Even Spotify, which has been planning for a public share offering for some time, was forced to raise a $1 billion round of convertible debt financing earlier this year in order to fund its operations because equity investors weren’t prepared to put in more money at the valuation the company wanted.
That’s partly because the digital music business looks increasingly fragile, at least the way it is structured currently. Of every dollar that Spotify brings in the door in revenues, about 85 cents goes right back out the door again in the form of payments to the music industry. That number is climbing at a faster rate than the company’s revenues are, and still there are complaints that streaming music services don’t pay enough money to artists. Where does all of this ultimately lead?
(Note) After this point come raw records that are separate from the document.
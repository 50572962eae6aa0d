// Copyright (c) AlphaVelocity.
// All rights reserved.
//
// This source code is licensed under the license found in the
// LICENSE file in the root directory of this source tree.

use crate::models::Account;
use crate::store::{Accounts, Store};
use crate::utils::{next_id, pretty_table};
use anyhow::Result;

pub fn handle(store: &Store, m: &clap::ArgMatches) -> Result<()> {
    match m.subcommand() {
        Some(("add", sub)) => {
            let name = sub.get_one::<String>("name").unwrap();
            let kind = sub.get_one::<String>("type").unwrap();
            let ccy = sub.get_one::<String>("currency").unwrap().to_uppercase();
            let mut accounts = store.get::<Accounts>();
            accounts.push(Account {
                id: next_id(&accounts, |a| a.id),
                name: name.clone(),
                kind: kind.clone(),
                currency: ccy.clone(),
            });
            store.set::<Accounts>(&accounts)?;
            println!("Added account '{}' ({}, {})", name, kind, ccy);
        }
        Some(("list", _)) => {
            let mut accounts = store.get::<Accounts>();
            accounts.sort_by(|a, b| a.name.cmp(&b.name));
            let data = accounts
                .iter()
                .map(|a| vec![a.name.clone(), a.kind.clone(), a.currency.clone()])
                .collect();
            println!("{}", pretty_table(&["Name", "Type", "Currency"], data));
        }
        Some(("rm", sub)) => {
            let name = sub.get_one::<String>("name").unwrap();
            let mut accounts = store.get::<Accounts>();
            accounts.retain(|a| &a.name != name);
            store.set::<Accounts>(&accounts)?;
            println!("Removed account '{}'", name);
        }
        _ => {}
    }
    Ok(())
}
// Copyright (c) AlphaVelocity.
// All rights reserved.
//
// This source code is licensed under the license found in the
// LICENSE file in the root directory of this source tree.

use std::fmt;
use std::str::FromStr;

use chrono::NaiveDate;
use rust_decimal::Decimal;
use serde::{Deserialize, Serialize};

#[derive(Debug, Clone, Copy, PartialEq, Eq, Serialize, Deserialize)]
#[serde(rename_all = "lowercase")]
pub enum TransactionKind {
    Income,
    Expense,
}

impl fmt::Display for TransactionKind {
    fn fmt(&self, f: &mut fmt::Formatter<'_>) -> fmt::Result {
        match self {
            TransactionKind::Income => write!(f, "income"),
            TransactionKind::Expense => write!(f, "expense"),
        }
    }
}

/// A single ledger entry. Amounts are always positive; the kind carries
/// the direction. The analytics engine treats these as read-only.
#[derive(Debug, Clone, Serialize, Deserialize)]
#[serde(rename_all = "camelCase")]
pub struct Transaction {
    pub id: i64,
    #[serde(rename = "type")]
    pub kind: TransactionKind,
    pub amount: Decimal,
    pub date: NaiveDate,
    pub category_id: i64,
    pub account_id: i64,
    #[serde(default, skip_serializing_if = "Option::is_none")]
    pub description: Option<String>,
    #[serde(default, skip_serializing_if = "Option::is_none")]
    pub tags: Option<Vec<String>>,
    #[serde(default, skip_serializing_if = "Option::is_none")]
    pub is_recurring: Option<bool>,
}

#[derive(Debug, Clone, Serialize, Deserialize)]
#[serde(rename_all = "camelCase")]
pub struct Category {
    pub id: i64,
    pub name: String,
    pub icon: String,
    #[serde(default, skip_serializing_if = "Option::is_none")]
    pub color: Option<String>,
    #[serde(default, skip_serializing_if = "Option::is_none")]
    pub budget: Option<Decimal>,
}

#[derive(Debug, Clone, Serialize, Deserialize)]
#[serde(rename_all = "camelCase")]
pub struct Account {
    pub id: i64,
    pub name: String,
    #[serde(rename = "type")]
    pub kind: String,
    pub currency: String,
}

#[derive(Debug, thiserror::Error)]
#[error("invalid budget period '{0}', expected monthly|weekly|yearly")]
pub struct ParsePeriodError(pub String);

#[derive(Debug, Clone, Copy, PartialEq, Eq, Serialize, Deserialize)]
#[serde(rename_all = "lowercase")]
pub enum BudgetPeriod {
    Monthly,
    Weekly,
    Yearly,
}

impl fmt::Display for BudgetPeriod {
    fn fmt(&self, f: &mut fmt::Formatter<'_>) -> fmt::Result {
        match self {
            BudgetPeriod::Monthly => write!(f, "monthly"),
            BudgetPeriod::Weekly => write!(f, "weekly"),
            BudgetPeriod::Yearly => write!(f, "yearly"),
        }
    }
}

impl FromStr for BudgetPeriod {
    type Err = ParsePeriodError;

    fn from_str(s: &str) -> Result<Self, Self::Err> {
        match s {
            "monthly" => Ok(BudgetPeriod::Monthly),
            "weekly" => Ok(BudgetPeriod::Weekly),
            "yearly" => Ok(BudgetPeriod::Yearly),
            other => Err(ParsePeriodError(other.to_string())),
        }
    }
}

/// A spending limit for one category over a rolling period.
/// `current_spent` is a denormalized UI field; alert generation always
/// recomputes the spend from the transaction history instead.
#[derive(Debug, Clone, Serialize, Deserialize)]
#[serde(rename_all = "camelCase")]
pub struct Budget {
    pub id: i64,
    pub category_id: i64,
    pub amount: Decimal,
    pub period: BudgetPeriod,
    pub current_spent: Decimal,
    pub start_date: NaiveDate,
    #[serde(default, skip_serializing_if = "Option::is_none")]
    pub end_date: Option<NaiveDate>,
}

/// One tracked currency. Rates are quoted against the primary currency,
/// whose own rate is pinned to 1.
#[derive(Debug, Clone, Serialize, Deserialize)]
#[serde(rename_all = "camelCase")]
pub struct Currency {
    pub code: String,
    pub name: String,
    pub symbol: String,
    pub exchange_rate: Decimal,
    pub is_primary: bool,
    pub is_visible: bool,
}

pub fn sample_categories() -> Vec<Category> {
    let cat = |id: i64, name: &str, icon: &str, color: &str| Category {
        id,
        name: name.to_string(),
        icon: icon.to_string(),
        color: Some(color.to_string()),
        budget: None,
    };
    vec![
        cat(1, "Food", "Utensils", "#FF5733"),
        cat(2, "Transport", "Car", "#33A8FF"),
        cat(3, "Housing", "Home", "#33FF57"),
        cat(4, "Entertainment", "Film", "#FF33A8"),
        cat(5, "Health", "Heart", "#33FFC7"),
        cat(6, "Education", "GraduationCap", "#C733FF"),
        cat(7, "Salary", "Briefcase", "#FFD700"),
        cat(8, "Investments", "TrendingUp", "#00FF00"),
        cat(9, "Gifts", "Gift", "#FF00FF"),
        cat(10, "Shopping", "ShoppingBag", "#964B00"),
        cat(11, "Utilities", "Lightbulb", "#FFA500"),
        cat(12, "Other income", "Plus", "#008000"),
    ]
}

pub fn sample_currencies() -> Vec<Currency> {
    vec![
        Currency {
            code: "ARS".to_string(),
            name: "Argentine Peso".to_string(),
            symbol: "$".to_string(),
            exchange_rate: Decimal::ONE,
            is_primary: true,
            is_visible: true,
        },
        Currency {
            code: "USD".to_string(),
            name: "US Dollar".to_string(),
            symbol: "US$".to_string(),
            exchange_rate: Decimal::new(11, 4),
            is_primary: false,
            is_visible: true,
        },
    ]
}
In its filing with the Luxembourg regulator, Spotify said that it is hopeful that it will be able to turn a profit at some point soon. “We believe our model supports profitability at scale,” the company said. “We believe that we will generate substantial revenues as our reach expands and that, at scale, our margins will improve.” This is a brave statement, but how is it even remotely realistic? Are record labels going to suddenly cut more favorable deals than they have in the past?
Spotify is currently in negotiations to re-sign most of the deals it has with record industry, but there’s no indication that it will be able to do so at historical rates. In fact, even though they own a small stake in the company, some labels may want to charge more because Spotify has become so dominant.
Meanwhile, the streaming music business is so terrible financially that Spotify recently announced that it is moving even further into video with plans to expand its current music video feature into a full-fledged streaming video service with original programming. Not only is this a business that everyone from Netflix and Amazon to Apple and Google are going after, but it also has extremely high costs—higher even than the music business. Is that likely to save Spotify? It’s difficult to see how.